TASK GOAL: Each line from the beginning of the data below through the line containing "fn init_key(namespace: &[String])" should be repeated exactly, please.

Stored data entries
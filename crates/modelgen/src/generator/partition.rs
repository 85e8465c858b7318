//! Groups ordered models into output units that mirror the namespace tree.
//!
//! A namespace with nested namespaces below it becomes a package-init unit
//! (`a/b/__init__.py`); one without becomes a leaf unit (`a/b.py`). Groups are
//! visited deepest-first so a namespace's children are known before the
//! namespace itself is placed.

use indexmap::IndexMap;
use itertools::Itertools;
use strum::Display;

use crate::generator::model::Model;

pub const INIT_FILE: &str = "__init__.py";
pub const MODULE_EXTENSION: &str = "py";

/// File-path-like key of a unit: namespace directories followed by the file name.
pub type ModuleKey = Vec<String>;

#[derive(Debug, Clone, Copy, PartialEq, Eq, Display)]
#[strum(serialize_all = "snake_case")]
pub enum UnitKind {
  RootInit,
  PackageInit,
  Leaf,
}

#[derive(Debug)]
pub struct UnitPlan {
  pub key: ModuleKey,
  pub module_path: Vec<String>,
  pub kind: UnitKind,
  pub models: Vec<Model>,
}

impl UnitPlan {
  pub fn module_name(&self) -> String {
    self.module_path.join(".")
  }
}

#[derive(Debug)]
pub enum UnitSlot {
  /// Package-init created only so a nested namespace has a parent.
  Placeholder,
  Planned(UnitPlan),
}

#[derive(Debug, Default)]
pub struct ModulePartition {
  slots: IndexMap<ModuleKey, UnitSlot>,
}

impl ModulePartition {
  pub fn len(&self) -> usize {
    self.slots.len()
  }

  pub fn is_empty(&self) -> bool {
    self.slots.is_empty()
  }

  pub fn keys(&self) -> impl Iterator<Item = &ModuleKey> {
    self.slots.keys()
  }

  pub fn get(&self, key: &[&str]) -> Option<&UnitSlot> {
    let key: ModuleKey = key.iter().map(ToString::to_string).collect();
    self.slots.get(&key)
  }

  pub fn into_slots(self) -> impl Iterator<Item = (ModuleKey, UnitSlot)> {
    self.slots.into_iter()
  }
}

pub fn root_key() -> ModuleKey {
  vec![INIT_FILE.to_string()]
}

fn init_key(namespace: &[String]) -> ModuleKey {
  let mut key = namespace.to_vec();
  key.push(INIT_FILE.to_string());
  key
}

fn leaf_key(parents: &[String], last: &str) -> ModuleKey {
  let mut key = parents.to_vec();
  key.push(format!("{last}.{MODULE_EXTENSION}"));
  key
}

/// Partitions dependency-ordered models into units. Model order inside a unit is
/// the input order.
pub fn partition_units(mut models: Vec<Model>) -> ModulePartition {
  models.sort_by(|left, right| right.module_path.cmp(&left.module_path));

  let mut slots: IndexMap<ModuleKey, UnitSlot> = IndexMap::new();
  let groups = models.into_iter().chunk_by(|model| model.module_path.clone());

  for (module_path, group) in &groups {
    let (key, kind) = match module_path.split_last() {
      None => (root_key(), UnitKind::RootInit),
      Some((last, parents)) => {
        for depth in 0..module_path.len() {
          slots
            .entry(init_key(&module_path[..depth]))
            .or_insert(UnitSlot::Placeholder);
        }
        let init = init_key(&module_path);
        if slots.contains_key(&init) {
          (init, UnitKind::PackageInit)
        } else {
          (leaf_key(parents, last), UnitKind::Leaf)
        }
      }
    };

    tracing::debug!(unit = %key.join("/"), %kind, "planned output unit");
    slots.insert(
      key.clone(),
      UnitSlot::Planned(UnitPlan {
        key,
        module_path,
        kind,
        models: group.collect(),
      }),
    );
  }

  ModulePartition { slots }
}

SOLUTION TO THIS TASK:
filename crates/modelgen/src/generator/partition.rs
repository 85e8465c858b7318
//! Groups ordered models into output units that mirror the namespace tree.
//!
//! A namespace with nested namespaces below it becomes a package-init unit
//! (`a/b/__init__.py`); one without becomes a leaf unit (`a/b.py`). Groups are
//! visited deepest-first so a namespace's children are known before the
//! namespace itself is placed.

use indexmap::IndexMap;
use itertools::Itertools;
use strum::Display;

use crate::generator::model::Model;

pub const INIT_FILE: &str = "__init__.py";
pub const MODULE_EXTENSION: &str = "py";

/// File-path-like key of a unit: namespace directories followed by the file name.
pub type ModuleKey = Vec<String>;

#[derive(Debug, Clone, Copy, PartialEq, Eq, Display)]
#[strum(serialize_all = "snake_case")]
pub enum UnitKind {
  RootInit,
  PackageInit,
  Leaf,
}

#[derive(Debug)]
pub struct UnitPlan {
  pub key: ModuleKey,
  pub module_path: Vec<String>,
  pub kind: UnitKind,
  pub models: Vec<Model>,
}

impl UnitPlan {
  pub fn module_name(&self) -> String {
    self.module_path.join(".")
  }
}

#[derive(Debug)]
pub enum UnitSlot {
  /// Package-init created only so a nested namespace has a parent.
  Placeholder,
  Planned(UnitPlan),
}

#[derive(Debug, Default)]
pub struct ModulePartition {
  slots: IndexMap<ModuleKey, UnitSlot>,
}

impl ModulePartition {
  pub fn len(&self) -> usize {
    self.slots.len()
  }

  pub fn is_empty(&self) -> bool {
    self.slots.is_empty()
  }

  pub fn keys(&self) -> impl Iterator<Item = &ModuleKey> {
    self.slots.keys()
  }

  pub fn get(&self, key: &[&str]) -> Option<&UnitSlot> {
    let key: ModuleKey = key.iter().map(ToString::to_string).collect();
    self.slots.get(&key)
  }

  pub fn into_slots(self) -> impl Iterator<Item = (ModuleKey, UnitSlot)> {
    self.slots.into_iter()
  }
}

pub fn root_key() -> ModuleKey {
  vec![INIT_FILE.to_string()]
}

fn init_key(namespace: &[String]) -> ModuleKey {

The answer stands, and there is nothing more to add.